3:31 a.m., Totality ends: As the moon exits Earth's umbra, the red color fades. It looks as if a bite is being taken out of the opposite side of the lunar disk from before.
4:47 a.m., Partial eclipse ends: The whole moon is in Earth's penumbra, but again, the dimming is subtle.
6 a.m., Penumbral eclipse ends: The eclipse is over.
Weather permitting, Indiana should have clear skies for watching the eclipse.
Meteorologists with the National Weather Service in Indianapolis are forecasting sunny skies Thursday with a high near 76 and lows around 52. Central Indiana should enjoy clear skies in the evening in time for the eclipse, according to NWS.
During a total lunar eclipse the moon appears red, but why? According to NASA, that's because of how sunlight strikes the moon's surface after passing through our atmosphere.
Colors with shorter wavelengths, such as blues and violets, scatter more easily than colors with longer wavelengths, which include red and orange, writes NASA. The more dust or clouds in Earth's atmosphere during a lunar eclipse, the redder the moon appears.
The process occurs regularly on Earth with every dawn and dusk, explains Shaw.
"This reddish color comes from the Sun's light being refracted through the Earth's atmosphere such that only the red portion of the rainbow falls on the Moon," Shaw said. "This is actually the same physical process that causes the sky to be red at sunrise and sunset."
In addition to the eclipse, Friday, March 14, is when the full Worm Moon wriggles its way into the night sky.
According to the Old Farmer's Almanac, moonrise for the Indianapolis area will happen by roughly 8:27 p.m. Friday, crossing the meridian at 1:52 a.m. before setting at 8:07 a.m. Saturday. You can check moonrise and moonset times for your zip code by visiting the Old Farmer's Almanac online
The next total lunar eclipse in North America will be March 3, 2026.
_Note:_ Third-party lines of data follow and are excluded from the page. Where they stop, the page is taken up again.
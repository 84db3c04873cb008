use super::entities::UserRole;
use serde::Deserialize;
use ts_rs::TS;

// 用户注册请求
#[derive(Debug, Deserialize, TS)]
#[ts(export, export_to = "../frontend/src/types/generated/user.ts")]
pub struct RegisterUserRequest {
    pub username: String,
    pub password: String,
    pub role: UserRole,
}

// 用户列表查询参数（来自HTTP请求）
#[derive(Debug, Clone, Deserialize, TS)]
#[ts(export, export_to = "../frontend/src/types/generated/user.ts")]
pub struct UserListQuery {
    pub role: Option<UserRole>,
}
"This is probably our best shot at taking in the full glory of a total lunar eclipse for a while, simply because of the altitude of the moon during totality — more than 50 degrees above the horizon," Shaw said, adding the next total lunar eclipse for the Americas might be difficult to watch because of how close it will be to the horizon.
"After 2026, the next total lunar eclipse visible from Indiana won't be until 2029 — again close to the horizon," he said.
More about full moons in 2025: When every full moon shines in 2025. Dates, times and the history behind each name.
John Tufts covers trending news for IndyStar and Midwest Connect. Send him a news tip at JTufts@Gannett.com. Find him on BlueSky at JohnWritesStuff.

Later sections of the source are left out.